Task to complete | Report each line of the entries below that includes "ReportQueryRow".

________

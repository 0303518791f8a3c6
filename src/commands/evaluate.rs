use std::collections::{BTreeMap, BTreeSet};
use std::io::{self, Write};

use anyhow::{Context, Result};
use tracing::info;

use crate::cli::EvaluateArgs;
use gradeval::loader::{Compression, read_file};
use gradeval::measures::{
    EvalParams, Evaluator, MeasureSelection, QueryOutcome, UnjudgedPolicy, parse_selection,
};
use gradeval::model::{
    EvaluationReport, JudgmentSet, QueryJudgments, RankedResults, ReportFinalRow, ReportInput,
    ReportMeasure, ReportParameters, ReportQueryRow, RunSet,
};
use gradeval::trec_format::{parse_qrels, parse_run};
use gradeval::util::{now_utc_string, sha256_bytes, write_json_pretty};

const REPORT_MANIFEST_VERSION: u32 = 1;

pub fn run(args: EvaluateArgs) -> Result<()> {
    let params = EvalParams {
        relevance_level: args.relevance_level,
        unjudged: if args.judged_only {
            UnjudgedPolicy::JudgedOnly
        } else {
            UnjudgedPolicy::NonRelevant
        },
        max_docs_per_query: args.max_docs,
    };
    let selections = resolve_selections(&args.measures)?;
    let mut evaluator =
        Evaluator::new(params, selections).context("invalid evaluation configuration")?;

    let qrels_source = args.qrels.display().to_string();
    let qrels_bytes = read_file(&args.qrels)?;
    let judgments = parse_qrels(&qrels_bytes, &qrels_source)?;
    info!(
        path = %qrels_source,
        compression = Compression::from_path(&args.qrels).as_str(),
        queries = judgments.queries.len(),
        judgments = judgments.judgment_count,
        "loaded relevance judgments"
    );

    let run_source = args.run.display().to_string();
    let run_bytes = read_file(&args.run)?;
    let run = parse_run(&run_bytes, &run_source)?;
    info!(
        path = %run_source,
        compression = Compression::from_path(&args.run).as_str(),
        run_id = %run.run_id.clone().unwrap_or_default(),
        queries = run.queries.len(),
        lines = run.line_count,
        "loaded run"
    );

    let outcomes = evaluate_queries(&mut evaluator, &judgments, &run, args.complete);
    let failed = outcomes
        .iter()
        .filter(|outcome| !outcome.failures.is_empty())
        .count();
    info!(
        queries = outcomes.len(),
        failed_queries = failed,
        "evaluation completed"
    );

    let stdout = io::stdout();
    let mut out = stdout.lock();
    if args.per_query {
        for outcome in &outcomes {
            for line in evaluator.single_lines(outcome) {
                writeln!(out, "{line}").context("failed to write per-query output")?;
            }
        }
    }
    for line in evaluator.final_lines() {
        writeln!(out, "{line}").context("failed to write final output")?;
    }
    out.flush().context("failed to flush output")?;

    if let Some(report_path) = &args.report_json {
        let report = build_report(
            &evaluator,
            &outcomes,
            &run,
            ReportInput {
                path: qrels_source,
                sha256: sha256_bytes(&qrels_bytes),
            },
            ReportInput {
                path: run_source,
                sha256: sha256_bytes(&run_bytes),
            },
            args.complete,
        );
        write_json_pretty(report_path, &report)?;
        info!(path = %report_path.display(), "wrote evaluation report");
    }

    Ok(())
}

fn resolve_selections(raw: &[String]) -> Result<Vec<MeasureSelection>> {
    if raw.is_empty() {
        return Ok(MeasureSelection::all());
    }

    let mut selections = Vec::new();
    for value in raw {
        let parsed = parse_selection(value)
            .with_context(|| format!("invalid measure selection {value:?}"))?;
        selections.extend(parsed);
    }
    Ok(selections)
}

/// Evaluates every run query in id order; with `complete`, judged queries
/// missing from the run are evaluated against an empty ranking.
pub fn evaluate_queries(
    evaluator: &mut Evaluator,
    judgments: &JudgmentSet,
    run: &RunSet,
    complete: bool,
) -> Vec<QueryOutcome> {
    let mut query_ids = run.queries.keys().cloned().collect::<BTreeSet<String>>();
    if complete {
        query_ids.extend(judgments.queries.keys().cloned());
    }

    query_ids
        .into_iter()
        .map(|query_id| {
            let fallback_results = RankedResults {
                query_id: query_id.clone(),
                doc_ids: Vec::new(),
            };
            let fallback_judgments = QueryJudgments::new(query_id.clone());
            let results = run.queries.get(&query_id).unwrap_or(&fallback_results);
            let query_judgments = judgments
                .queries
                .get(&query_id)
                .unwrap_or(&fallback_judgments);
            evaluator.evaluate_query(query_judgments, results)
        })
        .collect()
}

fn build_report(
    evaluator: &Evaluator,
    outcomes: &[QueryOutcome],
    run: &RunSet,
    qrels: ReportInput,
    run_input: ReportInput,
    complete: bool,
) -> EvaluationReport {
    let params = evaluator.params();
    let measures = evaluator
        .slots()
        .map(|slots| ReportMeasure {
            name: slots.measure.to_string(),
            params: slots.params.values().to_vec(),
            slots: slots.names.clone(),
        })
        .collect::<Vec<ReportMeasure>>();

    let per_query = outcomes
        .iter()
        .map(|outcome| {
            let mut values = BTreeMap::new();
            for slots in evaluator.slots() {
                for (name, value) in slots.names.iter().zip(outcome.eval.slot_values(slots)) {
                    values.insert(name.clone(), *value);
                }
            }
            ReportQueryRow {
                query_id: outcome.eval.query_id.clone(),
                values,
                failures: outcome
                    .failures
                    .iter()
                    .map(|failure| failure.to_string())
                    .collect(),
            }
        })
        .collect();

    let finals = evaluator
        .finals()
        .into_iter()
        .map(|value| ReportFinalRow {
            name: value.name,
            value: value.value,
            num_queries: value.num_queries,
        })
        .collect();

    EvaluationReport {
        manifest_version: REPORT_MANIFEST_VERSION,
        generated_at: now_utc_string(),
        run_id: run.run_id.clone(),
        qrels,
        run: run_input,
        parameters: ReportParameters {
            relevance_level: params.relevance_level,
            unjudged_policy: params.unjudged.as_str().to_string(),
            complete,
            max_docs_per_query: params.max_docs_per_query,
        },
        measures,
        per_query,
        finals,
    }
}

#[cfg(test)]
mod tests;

________

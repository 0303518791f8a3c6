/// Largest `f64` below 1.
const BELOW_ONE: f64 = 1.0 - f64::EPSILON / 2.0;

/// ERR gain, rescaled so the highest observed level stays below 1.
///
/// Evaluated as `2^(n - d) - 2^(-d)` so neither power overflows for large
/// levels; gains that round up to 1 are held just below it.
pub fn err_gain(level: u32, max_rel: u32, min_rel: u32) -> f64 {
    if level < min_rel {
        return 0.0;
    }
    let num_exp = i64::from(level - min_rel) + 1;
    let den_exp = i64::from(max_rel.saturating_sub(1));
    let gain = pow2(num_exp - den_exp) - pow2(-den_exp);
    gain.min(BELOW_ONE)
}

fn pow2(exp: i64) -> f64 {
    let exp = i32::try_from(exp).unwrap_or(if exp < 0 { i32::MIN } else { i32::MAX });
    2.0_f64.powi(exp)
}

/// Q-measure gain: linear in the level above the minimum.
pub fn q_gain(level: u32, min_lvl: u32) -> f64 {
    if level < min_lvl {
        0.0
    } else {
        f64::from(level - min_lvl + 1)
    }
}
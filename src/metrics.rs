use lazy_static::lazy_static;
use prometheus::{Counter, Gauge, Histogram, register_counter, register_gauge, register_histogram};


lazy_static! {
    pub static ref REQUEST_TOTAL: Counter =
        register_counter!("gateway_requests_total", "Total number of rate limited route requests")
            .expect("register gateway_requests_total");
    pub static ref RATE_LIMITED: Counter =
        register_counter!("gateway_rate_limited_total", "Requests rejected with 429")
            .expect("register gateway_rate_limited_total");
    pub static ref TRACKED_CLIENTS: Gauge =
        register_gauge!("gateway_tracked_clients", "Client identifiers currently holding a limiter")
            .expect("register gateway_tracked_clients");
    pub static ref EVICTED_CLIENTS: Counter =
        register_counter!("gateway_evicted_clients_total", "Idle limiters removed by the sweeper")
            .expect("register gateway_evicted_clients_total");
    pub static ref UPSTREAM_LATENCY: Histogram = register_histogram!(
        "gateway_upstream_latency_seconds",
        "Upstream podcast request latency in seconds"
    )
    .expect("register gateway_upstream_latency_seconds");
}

________

Answer to this task |
    ReportMeasure, ReportParameters, ReportQueryRow, RunSet,
            ReportQueryRow {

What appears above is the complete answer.